**What the task requires:**
When the word "format" shows up in a line of the data below, copy that whole line.

START Data excerpts

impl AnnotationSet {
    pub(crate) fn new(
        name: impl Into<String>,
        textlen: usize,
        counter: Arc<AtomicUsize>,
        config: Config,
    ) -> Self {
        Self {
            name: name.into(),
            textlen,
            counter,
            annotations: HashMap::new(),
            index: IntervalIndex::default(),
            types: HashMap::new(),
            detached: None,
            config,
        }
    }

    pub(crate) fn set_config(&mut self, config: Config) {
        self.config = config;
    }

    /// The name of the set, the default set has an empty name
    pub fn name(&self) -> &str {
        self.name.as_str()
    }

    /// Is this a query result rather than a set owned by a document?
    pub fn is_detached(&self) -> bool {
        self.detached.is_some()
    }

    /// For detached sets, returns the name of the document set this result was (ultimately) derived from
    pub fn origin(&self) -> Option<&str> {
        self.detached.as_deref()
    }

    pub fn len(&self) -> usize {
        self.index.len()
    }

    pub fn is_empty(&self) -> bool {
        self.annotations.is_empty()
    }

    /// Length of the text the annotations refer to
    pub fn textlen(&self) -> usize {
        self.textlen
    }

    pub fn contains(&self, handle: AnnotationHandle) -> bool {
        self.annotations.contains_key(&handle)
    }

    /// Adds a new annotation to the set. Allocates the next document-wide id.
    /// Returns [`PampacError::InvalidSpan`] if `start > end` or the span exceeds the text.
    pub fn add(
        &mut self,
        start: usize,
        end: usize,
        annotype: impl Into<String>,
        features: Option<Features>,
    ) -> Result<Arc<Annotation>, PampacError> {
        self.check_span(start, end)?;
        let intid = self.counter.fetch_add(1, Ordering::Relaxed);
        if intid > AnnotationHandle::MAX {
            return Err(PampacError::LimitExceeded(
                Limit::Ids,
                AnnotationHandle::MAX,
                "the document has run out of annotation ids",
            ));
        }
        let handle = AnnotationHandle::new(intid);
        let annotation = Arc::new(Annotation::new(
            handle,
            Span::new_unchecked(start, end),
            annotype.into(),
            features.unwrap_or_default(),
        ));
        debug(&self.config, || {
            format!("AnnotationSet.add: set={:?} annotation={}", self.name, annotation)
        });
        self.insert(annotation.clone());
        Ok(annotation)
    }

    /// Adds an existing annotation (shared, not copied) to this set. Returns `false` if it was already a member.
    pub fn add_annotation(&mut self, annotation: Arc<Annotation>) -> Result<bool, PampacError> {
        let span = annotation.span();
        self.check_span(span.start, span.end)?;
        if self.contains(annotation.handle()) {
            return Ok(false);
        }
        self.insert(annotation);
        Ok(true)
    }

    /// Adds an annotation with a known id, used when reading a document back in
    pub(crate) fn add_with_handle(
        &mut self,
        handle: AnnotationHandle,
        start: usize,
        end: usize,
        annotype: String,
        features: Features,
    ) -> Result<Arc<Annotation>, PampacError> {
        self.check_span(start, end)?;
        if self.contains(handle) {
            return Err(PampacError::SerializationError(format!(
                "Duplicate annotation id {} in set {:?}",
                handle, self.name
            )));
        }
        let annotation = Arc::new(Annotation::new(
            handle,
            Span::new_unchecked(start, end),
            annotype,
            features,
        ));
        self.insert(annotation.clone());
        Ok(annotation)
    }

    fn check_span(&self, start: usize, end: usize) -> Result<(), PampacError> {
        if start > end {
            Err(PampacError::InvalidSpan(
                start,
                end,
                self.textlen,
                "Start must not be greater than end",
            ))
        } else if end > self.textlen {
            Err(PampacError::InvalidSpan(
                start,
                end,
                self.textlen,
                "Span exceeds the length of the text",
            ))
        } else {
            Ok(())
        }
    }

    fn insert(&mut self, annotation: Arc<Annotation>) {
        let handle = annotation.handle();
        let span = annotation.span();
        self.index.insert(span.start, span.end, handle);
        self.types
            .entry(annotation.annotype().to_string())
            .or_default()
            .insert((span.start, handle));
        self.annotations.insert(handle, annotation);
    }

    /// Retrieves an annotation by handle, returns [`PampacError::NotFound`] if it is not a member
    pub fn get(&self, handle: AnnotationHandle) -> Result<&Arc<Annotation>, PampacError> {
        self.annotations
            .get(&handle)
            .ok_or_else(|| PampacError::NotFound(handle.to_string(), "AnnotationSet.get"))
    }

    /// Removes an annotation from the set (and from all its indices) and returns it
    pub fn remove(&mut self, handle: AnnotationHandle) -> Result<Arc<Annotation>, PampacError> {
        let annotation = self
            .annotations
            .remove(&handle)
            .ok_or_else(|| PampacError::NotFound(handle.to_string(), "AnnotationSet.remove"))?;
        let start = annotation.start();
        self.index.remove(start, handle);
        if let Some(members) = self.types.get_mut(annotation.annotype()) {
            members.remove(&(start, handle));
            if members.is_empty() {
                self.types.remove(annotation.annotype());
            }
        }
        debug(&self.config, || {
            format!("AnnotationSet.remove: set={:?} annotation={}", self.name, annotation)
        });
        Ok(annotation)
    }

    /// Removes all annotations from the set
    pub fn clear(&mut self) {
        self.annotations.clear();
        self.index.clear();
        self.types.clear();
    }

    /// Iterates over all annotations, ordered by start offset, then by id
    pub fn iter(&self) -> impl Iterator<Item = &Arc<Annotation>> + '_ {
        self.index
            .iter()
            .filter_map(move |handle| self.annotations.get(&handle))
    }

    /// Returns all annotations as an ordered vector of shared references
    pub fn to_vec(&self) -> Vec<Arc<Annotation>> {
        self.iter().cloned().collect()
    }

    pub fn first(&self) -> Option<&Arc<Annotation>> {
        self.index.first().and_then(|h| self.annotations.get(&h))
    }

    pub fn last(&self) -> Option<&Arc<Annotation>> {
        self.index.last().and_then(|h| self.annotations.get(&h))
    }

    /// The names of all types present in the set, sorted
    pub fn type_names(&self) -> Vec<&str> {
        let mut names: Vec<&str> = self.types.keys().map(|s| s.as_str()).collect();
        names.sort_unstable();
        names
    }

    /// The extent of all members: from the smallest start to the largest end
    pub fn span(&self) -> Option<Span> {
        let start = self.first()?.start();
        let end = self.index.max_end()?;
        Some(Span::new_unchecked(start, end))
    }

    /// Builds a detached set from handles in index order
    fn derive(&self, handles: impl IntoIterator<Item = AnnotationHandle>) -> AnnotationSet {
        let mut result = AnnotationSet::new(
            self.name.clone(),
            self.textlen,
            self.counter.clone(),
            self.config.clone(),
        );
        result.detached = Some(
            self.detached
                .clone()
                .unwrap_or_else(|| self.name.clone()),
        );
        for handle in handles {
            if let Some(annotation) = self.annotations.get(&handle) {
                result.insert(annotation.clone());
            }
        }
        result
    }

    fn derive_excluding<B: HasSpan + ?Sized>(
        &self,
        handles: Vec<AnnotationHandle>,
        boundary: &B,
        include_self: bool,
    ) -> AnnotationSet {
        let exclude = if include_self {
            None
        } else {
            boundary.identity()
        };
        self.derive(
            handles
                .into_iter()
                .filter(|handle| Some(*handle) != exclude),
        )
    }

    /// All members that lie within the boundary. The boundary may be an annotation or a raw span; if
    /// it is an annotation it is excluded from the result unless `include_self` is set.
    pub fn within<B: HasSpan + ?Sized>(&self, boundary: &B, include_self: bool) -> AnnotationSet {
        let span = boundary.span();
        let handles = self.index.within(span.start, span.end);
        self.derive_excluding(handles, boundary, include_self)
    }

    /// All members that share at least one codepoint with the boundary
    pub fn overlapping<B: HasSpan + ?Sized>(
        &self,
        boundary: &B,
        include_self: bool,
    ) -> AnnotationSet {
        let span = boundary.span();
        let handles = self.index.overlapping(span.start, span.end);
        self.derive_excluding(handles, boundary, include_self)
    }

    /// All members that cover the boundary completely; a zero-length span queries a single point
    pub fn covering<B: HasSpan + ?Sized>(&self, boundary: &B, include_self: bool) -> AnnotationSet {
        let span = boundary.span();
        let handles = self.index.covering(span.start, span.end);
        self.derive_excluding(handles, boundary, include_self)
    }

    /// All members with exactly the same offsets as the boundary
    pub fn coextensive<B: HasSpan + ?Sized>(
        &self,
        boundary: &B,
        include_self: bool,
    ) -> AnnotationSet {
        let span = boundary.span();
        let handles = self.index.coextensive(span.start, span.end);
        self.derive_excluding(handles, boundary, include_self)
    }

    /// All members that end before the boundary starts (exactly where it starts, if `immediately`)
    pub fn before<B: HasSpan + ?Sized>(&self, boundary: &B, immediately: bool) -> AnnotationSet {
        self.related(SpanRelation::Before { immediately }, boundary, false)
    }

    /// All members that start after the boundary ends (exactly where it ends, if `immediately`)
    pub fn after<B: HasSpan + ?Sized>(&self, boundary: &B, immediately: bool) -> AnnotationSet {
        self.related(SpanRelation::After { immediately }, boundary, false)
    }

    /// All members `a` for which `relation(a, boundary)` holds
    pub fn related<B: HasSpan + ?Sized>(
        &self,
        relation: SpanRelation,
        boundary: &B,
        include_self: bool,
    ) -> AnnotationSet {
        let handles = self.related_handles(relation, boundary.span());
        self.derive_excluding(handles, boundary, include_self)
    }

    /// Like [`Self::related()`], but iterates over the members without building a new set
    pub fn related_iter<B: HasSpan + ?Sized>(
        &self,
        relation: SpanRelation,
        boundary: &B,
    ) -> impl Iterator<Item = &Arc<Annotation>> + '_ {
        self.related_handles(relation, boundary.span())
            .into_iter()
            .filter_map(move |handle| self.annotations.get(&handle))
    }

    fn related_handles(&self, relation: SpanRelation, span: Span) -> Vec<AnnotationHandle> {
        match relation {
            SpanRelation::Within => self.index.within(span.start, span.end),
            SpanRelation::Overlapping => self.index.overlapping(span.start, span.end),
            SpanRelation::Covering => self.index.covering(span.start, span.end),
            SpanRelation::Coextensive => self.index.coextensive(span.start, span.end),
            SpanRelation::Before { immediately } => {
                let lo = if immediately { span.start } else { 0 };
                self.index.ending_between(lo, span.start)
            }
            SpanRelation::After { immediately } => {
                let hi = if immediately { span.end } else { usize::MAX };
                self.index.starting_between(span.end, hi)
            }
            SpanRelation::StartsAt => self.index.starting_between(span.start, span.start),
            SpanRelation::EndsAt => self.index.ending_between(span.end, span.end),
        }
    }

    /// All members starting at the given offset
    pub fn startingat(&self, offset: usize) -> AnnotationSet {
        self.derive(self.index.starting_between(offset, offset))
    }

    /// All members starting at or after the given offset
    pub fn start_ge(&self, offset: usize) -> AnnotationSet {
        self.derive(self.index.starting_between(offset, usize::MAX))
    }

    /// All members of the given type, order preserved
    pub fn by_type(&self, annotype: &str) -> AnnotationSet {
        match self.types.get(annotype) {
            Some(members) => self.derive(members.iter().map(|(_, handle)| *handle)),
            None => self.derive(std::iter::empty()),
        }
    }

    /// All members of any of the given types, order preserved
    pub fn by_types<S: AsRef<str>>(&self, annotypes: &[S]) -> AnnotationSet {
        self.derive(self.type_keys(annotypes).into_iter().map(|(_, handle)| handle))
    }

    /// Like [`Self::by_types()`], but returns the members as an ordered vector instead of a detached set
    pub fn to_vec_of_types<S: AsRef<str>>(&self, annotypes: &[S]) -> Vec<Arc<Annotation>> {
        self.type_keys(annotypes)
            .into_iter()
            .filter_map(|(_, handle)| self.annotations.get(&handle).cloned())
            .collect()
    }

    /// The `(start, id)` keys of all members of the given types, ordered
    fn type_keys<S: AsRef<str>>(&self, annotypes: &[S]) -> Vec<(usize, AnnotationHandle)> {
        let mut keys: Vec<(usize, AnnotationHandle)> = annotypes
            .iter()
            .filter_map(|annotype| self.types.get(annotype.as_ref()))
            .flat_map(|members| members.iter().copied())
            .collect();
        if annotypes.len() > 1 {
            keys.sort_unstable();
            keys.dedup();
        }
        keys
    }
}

END Data excerpts

**Reply to the task:**
            format!("AnnotationSet.add: set={:?} annotation={}", self.name, annotation)
            return Err(PampacError::SerializationError(format!(
            format!("AnnotationSet.remove: set={:?} annotation={}", self.name, annotation)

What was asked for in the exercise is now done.